ASSIGNMENT: If a line in the entries includes "placeholder", show that line.

═════ DATASET CONTENT ═════

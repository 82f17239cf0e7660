//! Testing utilities for the sign-up workspace
//!
//! Shared fixtures, scripted stores, and form-filling helpers.

#![allow(missing_docs)]

use async_trait::async_trait;
use parking_lot::Mutex;
use signup_form::{FormState, PersonDraft, PersonStore, SubmissionController};
use signup_validation::FieldName;
use std::sync::atomic::{AtomicUsize, Ordering};
use tokio::sync::Semaphore;

/// The reference person: every field holds its placeholder
pub fn reference_person() -> PersonDraft {
    FieldName::ALL
        .into_iter()
        .fold(PersonDraft::default(), |draft, field| draft.with(field, field.placeholder()))
}

pub fn person_with_email(email: &str) -> PersonDraft {
    reference_person().with(FieldName::Email, email)
}

/// One invalid sample per field, as typed on the reference page
pub fn invalid_samples() -> Vec<(FieldName, &'static str)> {
    vec![
        (FieldName::Name, "   "),
        (FieldName::Email, "hell@o@gmail.co"),
        (FieldName::Age, "30.0."),
        (FieldName::PhoneNumber, "333-33-3333"),
        (FieldName::Password, "11qqqWwW"),
        (FieldName::Homepage, "https:/johndoe.com"),
    ]
}

/// Type every field of `draft` into the form, blurring each one
pub fn enter_person(form: &mut FormState, draft: &PersonDraft) {
    for field in FieldName::ALL {
        form.update_field(field, draft.get(field));
        form.touch_field(field);
    }
}

/// Same as [`enter_person`], through a controller
pub fn enter_person_via(controller: &SubmissionController, draft: &PersonDraft) {
    for field in FieldName::ALL {
        controller.update_field(field, draft.get(field));
        controller.touch_field(field);
    }
}

/// Store that records every call and fails on request
///
/// - `failing_first(n)` fails the first `n` saves
/// - `gated()` holds every save until [`RecordingStore::release`]
#[derive(Debug, Default)]
pub struct RecordingStore {
    calls: Mutex<Vec<PersonDraft>>,
    failures_left: AtomicUsize,
    gate: Option<Semaphore>,
}

impl RecordingStore {
    pub fn new() -> Self {
        Self::default()
    }

    pub fn failing_first(failures: usize) -> Self {
        Self {
            failures_left: AtomicUsize::new(failures),
            ..Self::default()
        }
    }

    pub fn gated() -> Self {
        Self {
            gate: Some(Semaphore::new(0)),
            ..Self::default()
        }
    }

    /// Let one held save complete
    pub fn release(&self) {
        if let Some(gate) = &self.gate {
            gate.add_permits(1);
        }
    }

    pub fn calls(&self) -> Vec<PersonDraft> {
        self.calls.lock().clone()
    }

    pub fn call_count(&self) -> usize {
        self.calls.lock().len()
    }
}

#[async_trait]
impl PersonStore for RecordingStore {
    async fn save(&self, draft: &PersonDraft) -> anyhow::Result<()> {
        self.calls.lock().push(draft.clone());

        if let Some(gate) = &self.gate {
            gate.acquire().await?.forget();
        }

        let failed = self
            .failures_left
            .fetch_update(Ordering::SeqCst, Ordering::SeqCst, |left| left.checked_sub(1))
            .is_ok();
        if failed {
            anyhow::bail!("store unavailable");
        }
        Ok(())
    }
}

═════

SOLUTION TO THIS PROBLEM:
/// The reference person: every field holds its placeholder
        .fold(PersonDraft::default(), |draft, field| draft.with(field, field.placeholder()))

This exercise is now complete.